Iran membalas dengan menembakkan rudal dan drone ke wilayah Israel serta pangkalan militer AS yang tersebar di negara-negara Teluk Persia. Uni Emirat Arab melaporkan ratusan roket dan drone Iran menghantam wilayahnya dalam beberapa hari terakhir.
Data yang disampaikan Laksamana Brad Cooper, Kepala Komando Pusat AS, menunjukkan bahwa hingga Rabu (4/3), Iran sudah menembakkan lebih dari 500 rudal balistik dan lebih dari 2.000 drone.
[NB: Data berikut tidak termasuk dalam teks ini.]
// Copyright 2021 Toolchain Labs, Inc. All rights reserved.
// Licensed under the Apache License, Version 2.0 (see LICENSE).

use serde::{Deserialize, Serialize};

#[derive(Default, Deserialize, Serialize)]
#[serde(rename_all = "UPPERCASE")]
struct Transition {
    pub timestamp: u64,
    pub from_label: Option<String>,
    pub to_label: Option<String>,
}

/// A single secret and its state transitions.
#[derive(Default, Deserialize, Serialize)]
#[serde(rename_all = "UPPERCASE")]
struct Secret {
    /// The secret's value
    pub value: String,

    /// The state transitions for a secret.
    pub transitions: Option<Vec<Transition>>,
}

/// A set of "rotatable secrets". This code only cares about decoding the `current` secret
/// and so does not decode any of the other supported states for a secret: namely,
/// "previous", "proposed", "removable", and "removed". (These keys will be ignored by serde.)
#[derive(Default, Deserialize, Serialize)]
#[serde(rename_all = "UPPERCASE")]
struct RotatableSecret {
    /// The current secret.
    pub current: Option<Vec<Secret>>,

    /// Previous values that may still be in use.
    pub previous: Option<Vec<Secret>>,

    /// A proposed new value for the secret.  Represented as a singleton list, for uniformity.
    pub proposed: Option<Vec<Secret>>,

    /// A list of previous values that are definitely not in use.
    pub removable: Option<Vec<Secret>>,

    /// A list of previous values that have been fully removed. Kept only for auditing/debugging.
    /// Can be pruned.
    pub removed: Option<Vec<Secret>>,
}

#[allow(dead_code)]
pub fn parse_secret(buffer: impl AsRef<[u8]>) -> Result<String, String> {
    let rotatable_secret: RotatableSecret = serde_json::from_slice(buffer.as_ref())
        .map_err(|err| format!("Failed to parse rotatable secret: {err}"))?;

    match rotatable_secret.current.unwrap_or_default().as_slice() {
        [secret] => Ok(secret.value.clone()),
        [] => Err("Failed to parse rotatable secret: No current secret found".to_owned()),
        _ => Err("Failed to parse rotatable secret: Multiple current secrets found".to_owned()),
    }
}

#[cfg(test)]
mod tests {
    use super::parse_secret;

    #[test]
    fn decodes_current_secret() {
        let data = "
        {
            \"CURRENT\": [
                {
                    \"VALUE\": \"value1\",
                    \"TRANSITIONS\": [
                        {\"TIMESTAMP\": 1, \"FROM_LABEL\": null, \"TO_LABEL\": \"PROPOSED\"},
                        {\"TIMESTAMP\": 2, \"FROM_LABEL\": \"PROPOSED\", \"TO_LABEL\": \"CURRENT\"}
                    ]
                }
            ]
        }
        ";

        let secret = parse_secret(data).unwrap();
        assert_eq!(secret, "value1");
    }

    #[test]
    fn fails_with_multiple_current_secrets() {
        let data = "
        {
            \"CURRENT\": [
                {
                    \"VALUE\": \"value1\",
                    \"TRANSITIONS\": [
                        {\"TIMESTAMP\": 1, \"FROM_LABEL\": null, \"TO_LABEL\": \"PROPOSED\"},
                        {\"TIMESTAMP\": 2, \"FROM_LABEL\": \"PROPOSED\", \"TO_LABEL\": \"CURRENT\"}
                    ]
                },
                {
                    \"VALUE\": \"value1\",
                    \"TRANSITIONS\": [
                        {\"TIMESTAMP\": 1, \"FROM_LABEL\": null, \"TO_LABEL\": \"PROPOSED\"},
                        {\"TIMESTAMP\": 2, \"FROM_LABEL\": \"PROPOSED\", \"TO_LABEL\": \"CURRENT\"}
                    ]
                }
            ]
        }
        ";

        let err = parse_secret(data).unwrap_err();
        assert!(err.contains("Multiple current secrets found"));
    }

    #[test]
    fn fails_with_no_current_secret() {
        let data = "
        {
            \"CURRENT\": []
        }
        ";

        let err = parse_secret(data).unwrap_err();
        assert!(err.contains("No current secret found"));
    }
}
Cooper menuduh Teheran melancarkan serangan yang tidak pandang bulu dan membahayakan warga sipil.
Pada hari pertama perang, militer Israel memperkirakan Iran masih memiliki sekitar 2.500 rudal balistik. Angka itu kini diyakini telah menyusut, bukan hanya karena pemakaian dalam perang, tetapi juga karena serangan AS dan Israel yang berhasil menghancurkan sejumlah lokasi penyimpanan amunisi. Citra satelit yang beredar memperlihatkan kerusakan di pangkalan rudal di Kermanshah, Karaj, Khorramabad, dan Tabriz utara.
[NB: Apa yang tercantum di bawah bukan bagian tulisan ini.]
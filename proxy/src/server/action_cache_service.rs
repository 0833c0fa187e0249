// Copyright 2020 Toolchain Labs, Inc. All rights reserved.
// Licensed under the Apache License, Version 2.0 (see LICENSE).

use std::sync::Arc;

use ginepro::LoadBalancedChannel;
use grpc_util::auth::{AuthScheme, Permissions};
use protos::build::bazel::remote::execution::v2::{
    action_cache_client::ActionCacheClient, action_cache_server::ActionCache, ActionResult,
    GetActionResultRequest, UpdateActionResultRequest,
};
use tonic::metadata::MetadataMap;
use tonic::{Request, Response, Status};

use crate::server::{client_call, ProxyServerInner};

#[allow(clippy::result_large_err)]

pub(crate) struct ActionCacheService {
    inner: Arc<ProxyServerInner>,
    auth_scheme: AuthScheme,
}

impl ActionCacheService {
    pub const SERVICE_NAME: &'static str = "build.bazel.remote.execution.v2.ActionCache";

    pub(crate) fn new(inner: Arc<ProxyServerInner>, auth_scheme: AuthScheme) -> Self {
        ActionCacheService { inner, auth_scheme }
    }

    fn get_client(
        &self,
        metadata: &MetadataMap,
        requested_instance_name: &str,
        required_permissions: Permissions,
    ) -> Result<ActionCacheClient<LoadBalancedChannel>, Status> {
        self.inner.check_authorized(
            self.auth_scheme,
            metadata,
            requested_instance_name,
            required_permissions,
        )?;
        Ok(self
            .inner
            .backend(requested_instance_name)
            .action_cache
            .clone())
    }
}

#[tonic::async_trait]
impl ActionCache for ActionCacheService {
    #[tracing::instrument(skip_all, fields(opentelemetry = true))]
    async fn get_action_result(
        &self,
        request: Request<GetActionResultRequest>,
    ) -> Result<Response<ActionResult>, Status> {
        let client = self.get_client(
            request.metadata(),
            &request.get_ref().instance_name,
            Permissions::Read,
        )?;
        let request = request.into_inner();
        client_call(
            client,
            move |mut client| {
                let request = request.clone();
                async move {
                    let response_fut = client.get_action_result(request);
                    match self.inner.timeouts.get_action_result {
                        Some(d) => {
                            tokio::time::timeout(d, response_fut)
                                .await
                                .unwrap_or_else(|_| {
                                    metrics::counter!(
                                        "toolchain_proxy_backend_requests_timed_out_total",
                                        1,
                                        "grpc_service" => Self::SERVICE_NAME.to_owned(),
                                        "grpc_method" => "GetActionResult".to_owned(),
                                    );
                                    Err(Status::unavailable("storage backend timeout"))
                                })
                        }
                        None => response_fut.await,
                    }
                }
            },
            Self::SERVICE_NAME,
            "GetActionResult",
        )
        .await
    }

    #[tracing::instrument(skip_all, fields(opentelemetry = true))]
    async fn update_action_result(
        &self,
        request: Request<UpdateActionResultRequest>,
    ) -> Result<Response<ActionResult>, Status> {
        let client = self.get_client(
            request.metadata(),
            &request.get_ref().instance_name,
            Permissions::ReadWrite,
        )?;
        let request = request.into_inner();
        client_call(
            client,
            move |mut client| {
                let request = request.clone();
                async move { client.update_action_result(request).await }
            },
            Self::SERVICE_NAME,
            "UpdateActionResult",
        )
        .await
    }
}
“Kami tidak tahu persis berapa banyak rudal balistik dan drone yang sebenarnya dimiliki Iran,” kata seorang pakar senjata yang meminta namanya dirahasiakan, kepada DW.
Yang membuat kalkulasi militer ini rumit adalah kapasitas produksi drone Iran. Berdasarkan dokumen Rusia yang bocor, Teheran mampu memproduksi sekitar 5.000 drone per bulan. Drone Shahed, salah satu yang paling sering digunakan, harganya hanya beberapa ribu dolar per unit. Sebagai perbandingan, satu rudal pencegat Patriot buatan AS bisa mencapai 3 juta dolar.
Di sinilah asimetri perang ini terletak: Iran bermain dengan volume dan biaya rendah, sementara AS dan Israel membakar anggaran pertahanan jauh lebih besar hanya untuk menembak jatuh ancaman-ancaman yang murah itu.
Fawaz Gerges, profesor hubungan internasional di London School of Economics, menilai Iran sedang memainkan strategi waktu. Kepemimpinan Teheran, katanya, telah punya cukup ruang untuk merencanakan dan mengkoordinasikan langkah militernya sebelum perang meletus.
“Iran akan berusaha memperpanjang perang dan sedang bermain dengan waktu,” kata Gerges kepada DW.
Menurutnya, tujuan utama rezim bukan kemenangan konvensional, melainkan ketahanan, menyerap serangan, bertahan, lalu terus melanjutkan perlawanan. Sementara beban terberat perang ini justru jatuh ke pundak warga sipil Iran yang tidak punya pilihan apapun atas konflik yang bergulir di sekitar mereka.
Meski AS dan Israel mengeklaim hanya menyerang target militer, dampak terhadap kawasan permukiman tetap besar. Sebuah sekolah dasar di Kota Minab, Iran selatan, dilaporkan terkena serangan pada hari pertama konflik. Pada Selasa (3/3), media pemerintah Iran menayangkan pemakaman massal 168 anak dan guru yang disebut menjadi korban. PBB menyebut insiden itu “sungguh mengejutkan” dan menyerukan penyelidikan. Israel membantah telah menyerang sekolah tersebut.